The required result is the number of lines below that hold the word "return", stated without anything else.

==== Source records

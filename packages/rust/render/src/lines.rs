//! Line classification and block rendering.
//!
//! Classification looks only at the leading characters of the trimmed line.
//! Numbering is decoration: items are never renumbered or checked for order.

use std::sync::LazyLock;

use regex::Regex;
use serde::Serialize;

use crate::inline::render_inline;

/// Bullet prefixes recognized at the start of a trimmed line.
const BULLET_PREFIXES: [&str; 2] = ["- ", "• "];

/// `N. rest` at the start of a trimmed line.
static NUMBERED_RE: LazyLock<Regex> =
    LazyLock::new(|| Regex::new(r"^(\d+)\. (.*)$").expect("numbered item regex"));

/// A single classified physical line.
#[derive(Debug, Clone, PartialEq, Eq, Serialize)]
#[serde(tag = "kind", content = "value", rename_all = "snake_case")]
pub enum RenderedLine {
    /// Anything else, kept verbatim (may be blank).
    Paragraph(String),
    /// `- item` / `• item`, prefix removed.
    Bullet(String),
    /// `N. text`; `number` is rendered as a visible tag.
    NumberedItem { number: u64, text: String },
}

/// Classify one line.
pub fn classify_line(line: &str) -> RenderedLine {
    let trimmed = line.trim();

    if let Some(rest) = BULLET_PREFIXES
        .iter()
        .find_map(|prefix| trimmed.strip_prefix(*prefix))
    {
        return RenderedLine::Bullet(rest.to_string());
    }

    if let Some(caps) = NUMBERED_RE.captures(trimmed) {
        // Digit runs too long for u64 are not list numbers.
        if let Ok(number) = caps[1].parse::<u64>() {
            return RenderedLine::NumberedItem {
                number,
                text: caps[2].to_string(),
            };
        }
    }

    RenderedLine::Paragraph(line.to_string())
}

/// Classify every line of a block, preserving order.
pub fn classify_lines(text: &str) -> Vec<RenderedLine> {
    text.lines().map(classify_line).collect()
}

/// Render one classified line, or `None` for a blank paragraph.
pub fn render_line(line: &RenderedLine) -> Option<String> {
    match line {
        RenderedLine::Paragraph(text) if text.trim().is_empty() => None,
        RenderedLine::Paragraph(text) => Some(format!("<p>{}</p>", render_inline(text))),
        RenderedLine::Bullet(text) => Some(format!(
            r#"<p class="bullet-point">• {}</p>"#,
            render_inline(text)
        )),
        RenderedLine::NumberedItem { number, text } => Some(format!(
            r#"<p><span class="number">{number}.</span> {}</p>"#,
            render_inline(text)
        )),
    }
}

/// Render a block of report text to a sequence of `<p>` elements.
pub fn render_block(text: &str) -> String {
    classify_lines(text)
        .iter()
        .filter_map(render_line)
        .collect()
}

#[cfg(test)]
mod tests {
    use super::*;

    #[test]
    fn dash_bullet() {
        assert_eq!(classify_line("- item"), RenderedLine::Bullet("item".into()));
        assert_eq!(
            classify_line("   - indented item  "),
            RenderedLine::Bullet("indented item".into())
        );
    }

    #[test]
    fn glyph_bullet() {
        assert_eq!(classify_line("• item"), RenderedLine::Bullet("item".into()));
    }

    #[test]
    fn numbered_item() {
        assert_eq!(
            classify_line("1. first"),
            RenderedLine::NumberedItem {
                number: 1,
                text: "first".into()
            }
        );
        assert_eq!(
            classify_line("  12. twelfth"),
            RenderedLine::NumberedItem {
                number: 12,
                text: "twelfth".into()
            }
        );
    }

    #[test]
    fn paragraph_fallbacks() {
        assert_eq!(classify_line(""), RenderedLine::Paragraph("".into()));
        assert_eq!(classify_line("-dash"), RenderedLine::Paragraph("-dash".into()));
        assert_eq!(classify_line("1.5 GW"), RenderedLine::Paragraph("1.5 GW".into()));
        assert_eq!(
            classify_line("**bold** start"),
            RenderedLine::Paragraph("**bold** start".into())
        );
    }

    #[test]
    fn oversized_number_is_paragraph() {
        let line = "123456789012345678901234567890. huge";
        assert_eq!(classify_line(line), RenderedLine::Paragraph(line.into()));
    }

    #[test]
    fn paragraph_keeps_original_whitespace() {
        assert_eq!(
            classify_line("  spaced  "),
            RenderedLine::Paragraph("  spaced  ".into())
        );
    }

    #[test]
    fn classify_lines_preserves_order() {
        let lines = classify_lines("intro\n- a\n2. b\n");
        assert_eq!(
            lines,
            vec![
                RenderedLine::Paragraph("intro".into()),
                RenderedLine::Bullet("a".into()),
                RenderedLine::NumberedItem {
                    number: 2,
                    text: "b".into()
                },
            ]
        );
    }

    #[test]
    fn render_block_filters_blank_lines() {
        let html = render_block("**Load** rose [3]\n\n   \n- peak\n1. first");
        assert_eq!(
            html,
            "<p><strong>Load</strong> rose <span class=\"source-link\">[3]</span></p>\
             <p class=\"bullet-point\">• peak</p>\
             <p><span class=\"number\">1.</span> first</p>"
        );
    }

    #[test]
    fn render_block_empty_input() {
        assert_eq!(render_block(""), "");
    }

    #[test]
    fn numbers_are_not_renumbered() {
        let html = render_block("3. c\n1. a");
        assert!(html.find("3.").unwrap() < html.find("1.").unwrap());
    }
}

========

> _Reply_
2